Statistik Ohne Titel chancenlos – Schweizer Trainer sind im Ausland nicht gefragt

SB10

22.6.2020

Urs Fischer (l.) und Lucien Favre repräsentieren die Schweiz in der Bundesliga.
Urs Fischer (l.) und Lucien Favre repräsentieren die Schweiz in der Bundesliga.
Bild: Getty

Die Rangliste der Anzahl Trainer im Ausland spricht eine klare Sprache: Argentinien ist Exportkrösus. Derweil finden Schweizer Coaches selten den Weg über die Landesgrenze hinaus.

Das International Soccer Observatory (CIES) hat eine Rangliste mit den im Ausland lebenden Coaches von 1875 Klubs aus 128 Ligen in 91 Ländern veröffentlicht. An der Spitze obenaus schwingt Argentinien. Gleich 68 Trainer aus dem vielleicht fussballverrücktesten Land waren beim Stichdatum (1. Juni 2020) fernab der Heimat unter Vertrag.

Die meisten argentinischen Auslandstrainer sind in anderen lateinamerikanischen Staaten (Chile (11), Peru (7) und Ecuador (6)) tätig. Insgesamt stehen sie in 22 verschiedenen Ländern an der Seitenlinie.



Nur drei Argentinier stehen hingegen bei europäischen Vereinen unter Vertrag: Hernán Losada in Belgien (Beerschot), Marcelo Bielsa in England (Leeds) und der berühmteste Export Diego Simeone in Spanien (Atlético Madrid).

Auch die Spanier sind im Ausland gut vertreten (41 Trainer in 21 Ländern), ebenso wie überraschenderweise die Serben (34 Trainer in gleich 24 Ländern – Rekord). Im Hinblick auf die Grösse des Landes sind auch das sechstplatzierte Portugal (25 Trainer in 17 Ländern) und das siebtplatzierte Uruguay (24 Trainer in 16 Ländern) bemerkenswert.

Ohne Titel chancenlos

Mager hingegen fällt die Bilanz aus Schweizer Sicht aus: Nur gerade drei Trainer sind gemäss Statistik im Ausland tätig. Es handelt sich gemäss den Studienleitern um Lucien Favre (Borussia Dortmund), Urs Fischer (Union Berlin) und Raphael Wicky (Chicago Fire). Nicht berücksichtigt wurden in der Studie René Weiler, der aktuell beim ägyptischen Spitzenklub El Ahly engagiert ist, und Damian Bellon vom thailändischen Klub Grand Andaman Ranong United.
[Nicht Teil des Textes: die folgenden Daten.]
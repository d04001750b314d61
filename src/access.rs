//! Who may do what with inventories and items.

use uuid::Uuid;

use crate::middleware::auth::AuthenticatedUser;

/// Access-relevant facts about one inventory.
#[derive(Debug, Clone)]
pub struct InventoryAccess {
    pub owner_id: Option<Uuid>,
    pub is_public: bool,
    pub allowed_user_ids: Vec<Uuid>,
}

pub fn can_edit_inventory(user: &AuthenticatedUser, inventory: &InventoryAccess) -> bool {
    user.is_admin || inventory.owner_id == Some(user.user_id)
}

pub fn can_create_item(user: &AuthenticatedUser, inventory: &InventoryAccess) -> bool {
    can_edit_inventory(user, inventory)
        || inventory.is_public
        || inventory.allowed_user_ids.contains(&user.user_id)
}

pub fn can_edit_item(user: &AuthenticatedUser, item_owner_id: Option<Uuid>) -> bool {
    user.is_admin || item_owner_id == Some(user.user_id)
}

#[cfg(test)]
mod tests {
    use super::*;

    fn user(is_admin: bool) -> AuthenticatedUser {
        AuthenticatedUser {
            user_id: Uuid::new_v4(),
            email: "someone@example.com".into(),
            is_admin,
        }
    }

    fn private_inventory(owner: Option<Uuid>) -> InventoryAccess {
        InventoryAccess {
            owner_id: owner,
            is_public: false,
            allowed_user_ids: vec![],
        }
    }

    #[test]
    fn owner_and_admin_edit_inventory() {
        let owner = user(false);
        let admin = user(true);
        let stranger = user(false);
        let inventory = private_inventory(Some(owner.user_id));

        assert!(can_edit_inventory(&owner, &inventory));
        assert!(can_edit_inventory(&admin, &inventory));
        assert!(!can_edit_inventory(&stranger, &inventory));
    }

    #[test]
    fn orphaned_inventory_is_admin_only() {
        let inventory = private_inventory(None);
        assert!(!can_edit_inventory(&user(false), &inventory));
        assert!(can_edit_inventory(&user(true), &inventory));
    }

    #[test]
    fn item_creation_rules() {
        let stranger = user(false);
        let invited = user(false);

        let mut inventory = private_inventory(Some(Uuid::new_v4()));
        inventory.allowed_user_ids.push(invited.user_id);
        assert!(!can_create_item(&stranger, &inventory));
        assert!(can_create_item(&invited, &inventory));

        inventory.is_public = true;
        assert!(can_create_item(&stranger, &inventory));
    }

    #[test]
    fn item_edit_is_owner_or_admin() {
        let owner = user(false);
        assert!(can_edit_item(&owner, Some(owner.user_id)));
        assert!(!can_edit_item(&user(false), Some(owner.user_id)));
        assert!(can_edit_item(&user(true), None));
    }
}
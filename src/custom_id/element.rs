//! Typed elements of a custom-ID template.

use rand::Rng;
use serde::{Deserialize, Serialize};

use super::date_format;
use super::GenerationContext;

/// Radix used to render random numeric elements.
#[derive(Debug, Clone, Copy, PartialEq, Eq, Serialize, Deserialize, Default)]
#[serde(rename_all = "snake_case")]
pub enum Radix {
    Binary,
    Octal,
    #[default]
    Decimal,
    Hexadecimal,
}

impl Radix {
    pub fn base(self) -> u64 {
        match self {
            Radix::Binary => 2,
            Radix::Octal => 8,
            Radix::Decimal => 10,
            Radix::Hexadecimal => 16,
        }
    }

    /// Parses the wire form (`"2"`, `"8"`, `"10"`, `"16"`). Anything else is decimal.
    pub fn parse(s: &str) -> Self {
        match s.trim() {
            "2" => Radix::Binary,
            "8" => Radix::Octal,
            "16" => Radix::Hexadecimal,
            _ => Radix::Decimal,
        }
    }

    pub fn as_wire(self) -> &'static str {
        match self {
            Radix::Binary => "2",
            Radix::Octal => "8",
            Radix::Decimal => "10",
            Radix::Hexadecimal => "16",
        }
    }

    /// Regex character class of the digits this radix renders.
    pub fn digit_class(self) -> &'static str {
        match self {
            Radix::Binary => "[01]",
            Radix::Octal => "[0-7]",
            Radix::Decimal => "[0-9]",
            Radix::Hexadecimal => "[0-9a-f]",
        }
    }

    /// Renders `value` in this radix, lowercase digits.
    pub fn render(self, value: u64) -> String {
        match self {
            Radix::Binary => format!("{:b}", value),
            Radix::Octal => format!("{:o}", value),
            Radix::Decimal => value.to_string(),
            Radix::Hexadecimal => format!("{:x}", value),
        }
    }
}

/// Radix and optional left-padding character of a random numeric element.
#[derive(Debug, Clone, Copy, PartialEq, Eq, Serialize, Deserialize, Default)]
pub struct NumericFormat {
    #[serde(default)]
    pub radix: Radix,
    #[serde(default, skip_serializing_if = "Option::is_none")]
    pub padding_char: Option<char>,
}

/// What an element generates.
#[derive(Debug, Clone, PartialEq, Eq, Serialize, Deserialize)]
#[serde(tag = "type")]
pub enum ElementKind {
    FixedText {
        text: String,
    },
    Guid,
    Bit20(NumericFormat),
    Bit32(NumericFormat),
    Digit6(NumericFormat),
    Digit9(NumericFormat),
    DateTime {
        format: String,
    },
    /// Per-inventory counter; `width` > 0 left-pads with `padding_char`.
    Sequential {
        #[serde(default, skip_serializing_if = "Option::is_none")]
        padding_char: Option<char>,
        #[serde(default)]
        width: u8,
    },
}

pub const DEFAULT_DATE_TIME_FORMAT: &str = "yyyy";

impl ElementKind {
    /// Wire name of the element type.
    pub fn type_name(&self) -> &'static str {
        match self {
            ElementKind::FixedText { .. } => "FixedText",
            ElementKind::Guid => "Guid",
            ElementKind::Bit20(_) => "Bit20",
            ElementKind::Bit32(_) => "Bit32",
            ElementKind::Digit6(_) => "Digit6",
            ElementKind::Digit9(_) => "Digit9",
            ElementKind::DateTime { .. } => "DateTime",
            ElementKind::Sequential { .. } => "Sequential",
        }
    }

    pub fn is_sequential(&self) -> bool {
        matches!(self, ElementKind::Sequential { .. })
    }

    /// Padded width of a random numeric element for its radix, per element kind.
    pub fn padded_width(&self) -> Option<usize> {
        match self {
            ElementKind::Bit20(f) => Some(match f.radix {
                Radix::Binary => 20,
                Radix::Octal => 7,
                Radix::Decimal => 7,
                Radix::Hexadecimal => 5,
            }),
            ElementKind::Bit32(f) => Some(match f.radix {
                Radix::Binary => 32,
                Radix::Octal => 11,
                Radix::Decimal => 10,
                Radix::Hexadecimal => 8,
            }),
            ElementKind::Digit6(_) => Some(6),
            ElementKind::Digit9(_) => Some(9),
            _ => None,
        }
    }

    /// Exclusive upper bound of the random value drawn by a numeric element.
    fn value_bound(&self) -> Option<u64> {
        match self {
            ElementKind::Bit20(_) => Some(1 << 20),
            ElementKind::Bit32(_) => Some(1 << 32),
            ElementKind::Digit6(f) => Some(f.radix.base().pow(6)),
            ElementKind::Digit9(f) => Some(f.radix.base().pow(9)),
            _ => None,
        }
    }

    fn numeric_format(&self) -> Option<NumericFormat> {
        match self {
            ElementKind::Bit20(f)
            | ElementKind::Bit32(f)
            | ElementKind::Digit6(f)
            | ElementKind::Digit9(f) => Some(*f),
            _ => None,
        }
    }

    /// Regex fragment matching what this element generates. Sequential
    /// elements match as a plain digit run; callers capture the counter.
    pub fn regex_fragment(&self) -> String {
        match self {
            ElementKind::FixedText { text } => regex::escape(text),
            ElementKind::Guid => {
                "[0-9a-f]{8}-[0-9a-f]{4}-[0-9a-f]{4}-[0-9a-f]{4}-[0-9a-f]{12}".to_string()
            }
            ElementKind::DateTime { format } => date_format::regex_fragment(format),
            ElementKind::Sequential { .. } => "[0-9]+".to_string(),
            _ => match (self.numeric_format(), self.padded_width()) {
                (Some(format), Some(width)) => match format.padding_char {
                    Some(pad) if pad.is_ascii_digit() => {
                        format!("{}{{{}}}", format.radix.digit_class(), width)
                    }
                    Some(pad) => format!(
                        "{}*{}+",
                        regex::escape(&pad.to_string()),
                        format.radix.digit_class()
                    ),
                    None => format!("{}{{1,{}}}", format.radix.digit_class(), width),
                },
                _ => ".*?".to_string(),
            },
        }
    }

    /// Generates the text of this element. Random kinds draw from `rng`,
    /// so a seeded source reproduces the same output.
    pub fn generate<R: Rng>(&self, rng: &mut R, ctx: &GenerationContext) -> String {
        match self {
            ElementKind::FixedText { text } => text.clone(),
            ElementKind::Guid => {
                let mut bytes = [0u8; 16];
                rng.fill(&mut bytes);
                uuid::Builder::from_random_bytes(bytes)
                    .into_uuid()
                    .to_string()
            }
            ElementKind::DateTime { format } => date_format::render(format, &ctx.now),
            ElementKind::Sequential { padding_char, width } => {
                let text = ctx.sequence.unwrap_or(1).to_string();
                match padding_char {
                    Some(pad) if *width > 0 => pad_left(text, *width as usize, *pad),
                    _ => text,
                }
            }
            _ => {
                let (Some(bound), Some(format)) = (self.value_bound(), self.numeric_format()) else {
                    return String::new();
                };
                let value = rng.gen_range(0..bound);
                let text = format.radix.render(value);
                match (format.padding_char, self.padded_width()) {
                    (Some(pad), Some(width)) => pad_left(text, width, pad),
                    _ => text,
                }
            }
        }
    }
}

fn pad_left(text: String, width: usize, pad: char) -> String {
    let len = text.chars().count();
    if len >= width {
        return text;
    }
    let mut out: String = std::iter::repeat(pad).take(width - len).collect();
    out.push_str(&text);
    out
}

/// One positioned, separator-wrapped unit of a custom-ID template.
#[derive(Debug, Clone, PartialEq, Eq, Serialize, Deserialize)]
pub struct Element {
    #[serde(flatten)]
    pub kind: ElementKind,
    #[serde(default, skip_serializing_if = "Option::is_none")]
    pub separator_before: Option<char>,
    #[serde(default, skip_serializing_if = "Option::is_none")]
    pub separator_after: Option<char>,
    #[serde(default, skip_serializing_if = "Option::is_none")]
    pub position: Option<i16>,
}

impl Element {
    pub fn new(kind: ElementKind) -> Self {
        Self {
            kind,
            separator_before: None,
            separator_after: None,
            position: None,
        }
    }

    pub fn with_separators(mut self, before: Option<char>, after: Option<char>) -> Self {
        self.separator_before = before;
        self.separator_after = after;
        self
    }

    pub fn at(mut self, position: i16) -> Self {
        self.position = Some(position);
        self
    }
}

/// Loosely-typed element descriptor as it arrives from a client.
#[derive(Debug, Clone, Default, PartialEq, Eq)]
pub struct ElementInput {
    pub element_type: String,
    pub separator_before: String,
    pub separator_after: String,
    pub fixed_text: String,
    pub date_time_format: String,
    pub padding_char: String,
    pub radix: String,
    pub position: Option<i32>,
    pub width: i32,
}

/// First character of `s`, or `None` for an empty string.
pub fn parse_char(s: &str) -> Option<char> {
    s.chars().next()
}

impl ElementInput {
    /// Builds a typed element. Unknown types yield `None` and are dropped by callers.
    pub fn into_element(self) -> Option<Element> {
        let numeric = NumericFormat {
            radix: Radix::parse(&self.radix),
            padding_char: parse_char(&self.padding_char),
        };
        let kind = match self.element_type.as_str() {
            "FixedText" => ElementKind::FixedText {
                text: self.fixed_text,
            },
            "Guid" => ElementKind::Guid,
            "Bit20" => ElementKind::Bit20(numeric),
            "Bit32" => ElementKind::Bit32(numeric),
            "Digit6" => ElementKind::Digit6(numeric),
            "Digit9" => ElementKind::Digit9(numeric),
            "DateTime" => ElementKind::DateTime {
                format: if self.date_time_format.trim().is_empty() {
                    DEFAULT_DATE_TIME_FORMAT.to_string()
                } else {
                    self.date_time_format
                },
            },
            "Sequential" => ElementKind::Sequential {
                padding_char: numeric.padding_char,
                width: self.width.clamp(0, u8::MAX as i32) as u8,
            },
            _ => return None,
        };
        Some(Element {
            kind,
            separator_before: parse_char(&self.separator_before),
            separator_after: parse_char(&self.separator_after),
            position: self
                .position
                .map(|p| p.clamp(i16::MIN as i32, i16::MAX as i32) as i16),
        })
    }

    pub fn from_element(element: &Element) -> Self {
        let mut input = ElementInput {
            element_type: element.kind.type_name().to_string(),
            separator_before: element.separator_before.map(String::from).unwrap_or_default(),
            separator_after: element.separator_after.map(String::from).unwrap_or_default(),
            position: element.position.map(i32::from),
            ..Default::default()
        };
        match &element.kind {
            ElementKind::FixedText { text } => input.fixed_text = text.clone(),
            ElementKind::DateTime { format } => input.date_time_format = format.clone(),
            ElementKind::Sequential { padding_char, width } => {
                input.padding_char = padding_char.map(String::from).unwrap_or_default();
                input.width = i32::from(*width);
            }
            ElementKind::Guid => {}
            ElementKind::Bit20(f)
            | ElementKind::Bit32(f)
            | ElementKind::Digit6(f)
            | ElementKind::Digit9(f) => {
                input.padding_char = f.padding_char.map(String::from).unwrap_or_default();
                input.radix = f.radix.as_wire().to_string();
            }
        }
        input
    }
}
use sqlx::PgConnection;
use uuid::Uuid;

pub const MAX_TAG_LEN: usize = 64;

/// Trimmed, lowercased, capped at 64 characters. `None` for blank input.
pub fn normalize_tag(raw: &str) -> Option<String> {
    let name: String = raw.trim().to_lowercase().chars().take(MAX_TAG_LEN).collect();
    let name = name.trim_end().to_string();
    if name.is_empty() {
        None
    } else {
        Some(name)
    }
}

/// Links the tag `name` to the inventory, creating the tag when it does not exist yet.
/// Returns the tag id. Linking twice is a no-op.
pub async fn attach_tag(
    conn: &mut PgConnection,
    inventory_id: Uuid,
    name: &str,
) -> Result<i32, sqlx::Error> {
    let (tag_id,): (i32,) = sqlx::query_as(
        "INSERT INTO tags (name) VALUES ($1)
         ON CONFLICT (name) DO UPDATE SET name = EXCLUDED.name
         RETURNING id",
    )
    .bind(name)
    .fetch_one(&mut *conn)
    .await?;

    sqlx::query(
        "INSERT INTO inventory_tags (inventory_id, tag_id) VALUES ($1, $2)
         ON CONFLICT DO NOTHING",
    )
    .bind(inventory_id)
    .bind(tag_id)
    .execute(&mut *conn)
    .await?;

    Ok(tag_id)
}

pub async fn tags_for_inventory(
    conn: &mut PgConnection,
    inventory_id: Uuid,
) -> Result<Vec<String>, sqlx::Error> {
    sqlx::query_scalar(
        "SELECT t.name FROM tags t
         JOIN inventory_tags it ON it.tag_id = t.id
         WHERE it.inventory_id = $1
         ORDER BY t.name",
    )
    .bind(inventory_id)
    .fetch_all(&mut *conn)
    .await
}

#[cfg(test)]
mod tests {
    use super::*;

    #[test]
    fn normalizes_case_and_whitespace() {
        assert_eq!(normalize_tag("  Vintage Cameras ").as_deref(), Some("vintage cameras"));
        assert_eq!(normalize_tag("   "), None);
    }

    #[test]
    fn caps_length() {
        let long = "x".repeat(100);
        assert_eq!(normalize_tag(&long).map(|t| t.len()), Some(MAX_TAG_LEN));
    }
}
Die mangelnde Nachfrage nach Schweizer Fachkräften hat für Rolf Fringer, früher selber in der Bundesliga bei Stuttgart tätig, einen klaren Grund: «Der Stellenwert der Super League ist im internationalen Vergleich zu klein.» Ausserdem sei natürlich sprachlich bedingt die Auswahl beschränkt, weshalb für deutschsprachige Trainer fast nur Deutschland in Frage käme, so der heutige Teleclub-Experte.

Gerardo Seoane und Marcel Koller haben bewiesen, dass sie erfolgreich einen Klub führen können.
Gerardo Seoane und Marcel Koller haben bewiesen, dass sie erfolgreich einen Klub führen können.
Bild: Keystone

«Ein Schweizer Trainer muss also fast zwingend Meister werden, um den Sprung in die Bundesliga zu schaffen», hält Fringer fest. «Die deutschen Klubs können ein Engagement eines Schweizers eigentlich nur dann gegenüber der Öffentlichkeit vertreten, wenn dieser die Meisterschaft oder zumindest international für Aufsehen gesorgt hat.»

So ist das Meisterschaftsrennen in der Super League folglich auch ein Wettkampf der Trainer um einen der begehrten Plätze in der Bundesliga. Der deutsche Coach Peter Zeidler vom Überraschungsleader St.Gallen soll bereits das Interesse von Hoffenheim auf sich gezogen haben. Aus nationaler Optik im Sinne der Statistik müsste man aber eher auf einen Triumph von Marcel Koller und Gerardo Seoane hoffen. Realistischerweise ist aufgrund des Auswahlprofils der 41-jährige YB-Trainer gegenüber dem 59-jährigen Basel-Coach sicher im Vorteil.